Hybrid Selection for Sequencing Pathogen Genomes from Clinical Samples
Genome Biology. 2011 | Pubmed ID: 21835008
We have adapted a solution hybrid selection protocol to enrich pathogen DNA in clinical samples dominated by human genetic material. Using mock mixtures of human and Plasmodium falciparum malaria parasite DNA as well as clinical samples from infected patients, we demonstrate an average of approximately 40-fold enrichment of parasite DNA after hybrid selection. This approach will enable efficient genome sequencing of pathogens from clinical samples, as well as sequencing of endosymbiotic organisms such as Wolbachia that live inside diverse metazoan phyla.
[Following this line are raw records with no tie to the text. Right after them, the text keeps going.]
// Message types for the runtime

use serde::{Deserialize, Serialize};

use crate::control::Drive;
use crate::motor::Direction;

/// Parse a control word payload the way the remote expects: skip leading
/// whitespace, take an optional sign and as many digits as follow.
/// Anything unparseable reads as 0 (no buttons held); out-of-range values
/// saturate at `i32::MIN`/`i32::MAX`.
pub fn parse_control_word(payload: &str) -> i32 {
    // C `isspace`: space, \t, \n, \v, \f, \r; nothing outside ASCII
    let text = payload.trim_start_matches([' ', '\t', '\n', '\x0B', '\x0C', '\r']);
    let (negative, digits) = match text.as_bytes().first() {
        Some(b'-') => (true, &text[1..]),
        Some(b'+') => (false, &text[1..]),
        _ => (false, text),
    };

    let saturated = if negative { i32::MIN } else { i32::MAX };
    let mut value: i32 = 0;
    for d in digits.bytes().take_while(u8::is_ascii_digit) {
        let digit = (d - b'0') as i32;
        // Accumulate toward the sign so i32::MIN itself is reachable
        let next = value.checked_mul(10).and_then(|v| {
            if negative {
                v.checked_sub(digit)
            } else {
                v.checked_add(digit)
            }
        });
        match next {
            Some(v) => value = v,
            None => return saturated,
        }
    }
    value
}

/// Per-motor part of a drive report
#[derive(Debug, Clone, Copy, Serialize, Deserialize, PartialEq)]
pub struct MotorReport {
    // None when the decode left the previous direction latched
    pub direction: Option<Direction>,
    pub speed: u8,
}

// Actuation output from runtime -> observers
#[derive(Debug, Clone, Serialize, Deserialize, PartialEq)]
pub struct DriveReport {
    pub raw: i32,
    pub buttons: u8,
    pub left: MotorReport,
    pub right: MotorReport,
}

impl DriveReport {
    pub fn new(raw: i32, drive: &Drive) -> Self {
        Self {
            raw,
            buttons: drive.buttons.bits(),
            left: MotorReport {
                direction: drive.left.direction,
                speed: drive.left.speed,
            },
            right: MotorReport {
                direction: drive.right.direction,
                speed: drive.right.speed,
            },
        }
    }
}

/// Health status published by runtime
#[derive(Debug, Clone, Copy, Serialize, Deserialize, PartialEq)]
#[serde(rename_all = "snake_case")]
pub enum RuntimeHealth {
    Idle,
    Ok,
    CmdStale,
}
Genomic Distribution and Inter-sample Variation of Non-CpG Methylation Across Human Cell Types
PLoS Genetics. Dec, 2011 | Pubmed ID: 22174693
DNA methylation plays an important role in development and disease. The primary sites of DNA methylation in vertebrates are cytosines in the CpG dinucleotide context, which account for roughly three quarters of the total DNA methylation content in human and mouse cells. While the genomic distribution, inter-individual stability, and functional role of CpG methylation are reasonably well understood, little is known about DNA methylation targeting CpA, CpT, and CpC (non-CpG) dinucleotides. Here we report a comprehensive analysis of non-CpG methylation in 76 genome-scale DNA methylation maps across pluripotent and differentiated human cell types. We confirm non-CpG methylation to be predominantly present in pluripotent cell types and observe a decrease upon differentiation and near complete absence in various somatic cell types. Although no function has been assigned to it in pluripotency, our data highlight that non-CpG methylation patterns reappear upon iPS cell reprogramming. Intriguingly, the patterns are highly variable and show little conservation between different pluripotent cell lines. We find a strong correlation of non-CpG methylation and DNMT3 expression levels while showing statistical independence of non-CpG methylation from pluripotency associated gene expression. In line with these findings, we show that knockdown of DNMTA and DNMT3B in hESCs results in a global reduction of non-CpG methylation. Finally, non-CpG methylation appears to be spatially correlated with CpG methylation. In summary these results contribute further to our understanding of cytosine methylation patterns in human cells using a large representative sample set.